- Born: Kenneth Paul San Jose April 10, 2002 (age 23) Los Angeles, California, United States
- Occupation: Dancer
- Years active: 2014–present
- Agents: ABS-CBN (2019-2020); Cornerstone Entertainment (2019-present); Brightlight Productions (2020-present);
- Known for: World of Dance Philippines
- Height: 5 ft 7 in (170 cm)

= Ken San Jose =

Filipino dancer (born 2002)

Kenneth Paul San Jose (born April 10, 2002) is an American dancer. He finished 3rd place in the final round of World of Dance Philippines.

== Career ==
San Jose was born on April 10, 2002, in Los Angeles. In 2014, he decided to dance instead of singing and started to train in formal hip-hop. He currently learns dancing from various studios, including Movement Lifestyle and Millennium Dance Complex. He changed some dance instructors in order to learn some more moves.

He appears on several TV ads and videos for Kidz Bop 27 & 29 TruTv’s Fake Off, 2015 ABC Mouse, 2015 Radio Disney Music Awards and MTV Mexico.

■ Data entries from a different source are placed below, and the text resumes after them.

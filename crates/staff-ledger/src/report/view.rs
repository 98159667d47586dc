use serde::Serialize;
use std::num::NonZeroUsize;

use super::filter::{apply_filters, FilterPredicate};
use super::pagination::{page_count, page_slice, paginate, Page, PageRequest};
use super::print::{print_document, render_print_document, PrintContent, PrintSurface, StaffBanner};
use super::totals::ReportTotals;
use crate::contributions::{report_rows, ReportRow, StaffContributionRecord};

/// State behind one contribution report screen: the loaded rows, the active
/// filters and the pagination cursor.
#[derive(Debug, Clone)]
pub struct ReportView {
    source: Vec<ReportRow>,
    filters: Vec<FilterPredicate>,
    filtered: Vec<ReportRow>,
    cursor: PageRequest,
    banner: Option<StaffBanner>,
}

/// Serializable snapshot of what the report currently shows.
#[derive(Debug, Clone, Serialize)]
#[serde(rename_all = "camelCase")]
pub struct ReportSnapshot {
    #[serde(skip_serializing_if = "Option::is_none")]
    pub staff_id: Option<String>,
    #[serde(skip_serializing_if = "Option::is_none")]
    pub staff_name: Option<String>,
    pub filters: Vec<FilterPredicate>,
    pub page: Page<ReportRow>,
    #[serde(skip_serializing_if = "Option::is_none")]
    pub totals: Option<ReportTotals>,
}

impl ReportView {
    pub fn new(page_size: NonZeroUsize) -> Self {
        Self {
            source: Vec::new(),
            filters: Vec::new(),
            filtered: Vec::new(),
            cursor: PageRequest::first(page_size),
            banner: None,
        }
    }

    /// Replaces the rows with those derived from `record`, clearing filters and the cursor.
    pub fn load(&mut self, record: &StaffContributionRecord) {
        self.source = report_rows(record).collect();
        self.filtered = self.source.clone();
        self.filters.clear();
        self.cursor.index = 0;
        self.banner = record
            .name
            .as_ref()
            .filter(|name| !name.is_empty() && !record.staff_id.is_empty())
            .map(|name| StaffBanner {
                staff_id: record.staff_id.clone(),
                name: name.clone(),
            });
    }

    /// Filters the full row set and returns to the first page.
    pub fn apply_filters(&mut self, filters: Vec<FilterPredicate>) {
        self.filtered = apply_filters(&self.source, &filters);
        self.filters = filters;
        self.cursor.index = 0;
    }

    pub fn set_page(&mut self, index: usize) {
        self.cursor.index = index;
    }

    pub fn set_page_size(&mut self, size: NonZeroUsize) {
        self.cursor = PageRequest::first(size);
    }

    pub fn cursor(&self) -> PageRequest {
        self.cursor
    }

    pub fn filters(&self) -> &[FilterPredicate] {
        &self.filters
    }

    pub fn all_rows(&self) -> &[ReportRow] {
        &self.source
    }

    pub fn filtered_rows(&self) -> &[ReportRow] {
        &self.filtered
    }

    pub fn page_rows(&self) -> &[ReportRow] {
        page_slice(&self.filtered, self.cursor)
    }

    /// The current page of filtered rows.
    pub fn page(&self) -> Page<ReportRow> {
        paginate(&self.filtered, self.cursor)
    }

    pub fn page_count(&self) -> usize {
        page_count(self.filtered.len(), self.cursor.size)
    }

    pub fn totals(&self) -> ReportTotals {
        ReportTotals::from_rows(&self.filtered)
    }

    pub fn banner(&self) -> Option<&StaffBanner> {
        self.banner.as_ref()
    }

    pub fn snapshot(&self) -> ReportSnapshot {
        ReportSnapshot {
            staff_id: self.banner.as_ref().map(|banner| banner.staff_id.clone()),
            staff_name: self.banner.as_ref().map(|banner| banner.name.clone()),
            filters: self.filters.clone(),
            page: self.page(),
            totals: self.visible_totals(),
        }
    }

    /// Totals are only shown while there is at least one filtered row.
    fn visible_totals(&self) -> Option<ReportTotals> {
        (!self.filtered.is_empty()).then(|| self.totals())
    }

    pub fn print_html(&self) -> String {
        render_print_document(&PrintContent {
            banner: self.banner.as_ref(),
            rows: self.page_rows(),
            totals: self.visible_totals(),
        })
    }

    pub fn print(&self, surface: &dyn PrintSurface) {
        print_document(surface, &self.print_html());
    }
}

#[cfg(test)]
mod tests {
    use super::*;
    use crate::report::filter::{FilterOperator, RowField};
    use crate::report::print::MemoryPrintSurface;
    use serde_json::json;

    fn size(n: usize) -> NonZeroUsize {
        NonZeroUsize::new(n).expect("non-zero")
    }

    fn record() -> StaffContributionRecord {
        StaffContributionRecord::from_value(&json!({
            "staffId": "S-9",
            "name": "Yaw Boateng",
            "year": 2024,
            "monthly": {
                "Jan": 50, "Feb": 50, "Mar": 50, "Apr": 50, "May": 50, "Jun": 50,
                "Jul": 50, "Aug": 50, "Sep": 50, "Oct": 50, "Nov": 50, "Dec": 50
            },
            "interestPaid": 12,
            "withdrawal": 5,
            "balanceAfterInterest": 600
        }))
        .expect("valid record")
    }

    #[test]
    fn filtering_resets_to_first_page_and_always_starts_from_all_rows() {
        let mut view = ReportView::new(size(5));
        view.load(&record());
        view.set_page(2);
        assert_eq!(view.page_rows().len(), 2);

        view.apply_filters(vec![FilterPredicate::new(
            RowField::Description,
            FilterOperator::Contains,
            "jan",
        )]);
        assert_eq!(view.cursor().index, 0);
        assert_eq!(view.filtered_rows().len(), 1);

        view.apply_filters(vec![FilterPredicate::new(
            RowField::Description,
            FilterOperator::Contains,
            "feb",
        )]);
        assert_eq!(view.filtered_rows().len(), 1);
        assert_eq!(view.filtered_rows()[0].id, "S-9-Feb");

        view.apply_filters(Vec::new());
        assert_eq!(view.filtered_rows().len(), 12);
        assert_eq!(view.page_count(), 3);
    }

    #[test]
    fn totals_cover_filtered_rows_not_just_the_page() {
        let mut view = ReportView::new(size(4));
        view.load(&record());
        view.set_page(1);
        let totals = view.totals();
        assert_eq!(totals.monthly, 600.0);
        assert_eq!(totals.balance_after_interest, 600.0);

        view.apply_filters(vec![FilterPredicate::new(
            RowField::Date,
            FilterOperator::Before,
            "2024-07-01",
        )]);
        let totals = view.totals();
        assert_eq!(totals.monthly, 300.0);
        assert_eq!(totals.balance_after_interest, 0.0);
    }

    #[test]
    fn snapshot_hides_totals_when_nothing_matches() {
        let mut view = ReportView::new(size(10));
        view.load(&record());
        view.apply_filters(vec![FilterPredicate::new(
            RowField::Id,
            FilterOperator::Equals,
            "nobody",
        )]);
        let snapshot = view.snapshot();
        assert!(snapshot.totals.is_none());
        assert_eq!(snapshot.page.page_count, 0);
        assert_eq!(snapshot.staff_name.as_deref(), Some("Yaw Boateng"));
    }

    #[test]
    fn printing_renders_the_current_page() {
        let mut view = ReportView::new(size(10));
        view.load(&record());
        view.set_page(1);
        let surface = MemoryPrintSurface::default();
        view.print(&surface);

        let printed = surface.printed();
        assert_eq!(printed.len(), 1);
        assert!(printed[0].contains("Contribution for Nov"));
        assert!(!printed[0].contains("Contribution for Jan"));
        assert!(printed[0].contains("Final Balance After Interest:</strong> ₵600.00"));
        assert!(printed[0].contains("Staff ID: S-9"));
    }

    #[test]
    fn banner_requires_a_name() {
        let mut view = ReportView::new(size(10));
        let mut anonymous = record();
        anonymous.name = None;
        view.load(&anonymous);
        assert!(view.banner().is_none());
        assert!(!view.print_html().contains("Staff ID"));

        let mut blank = record();
        blank.name = Some(String::new());
        view.load(&blank);
        assert!(view.banner().is_none());
        assert!(!view.print_html().contains("Staff ID"));
        assert!(view.snapshot().staff_name.is_none());
    }
}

In 2018, he joined World of Dance Philippines to become a more popular dancer. He entered the Juniors Division and made it to the finals.

In April 2019, he released the singles "Lose Control." In 2020, he released "A Chance To Hold."

Later in 2020, he released a Taglish single called Halma.

== Personal life ==
San Jose's father, Cres San Jose, an Ilonggo from Bacolod, was a member of a dance group called Back on Track. Diagnosed with stage 4 lung cancer in 2017, he died In 2018. San Jose's brother Matthew was a singer. San Jose is a great grandson of Davao's Carmen D. Locsin, founder of Locsin Dance Workshop. His mother Claudine San Jose was the daughter of Bing Locsin, who is the daughter of the founder of the said institution, the oldest known in the Philippines.

San Jose is cousin with Luke Penalosa and a close friend of AC Bonifacio and Bailey Sok.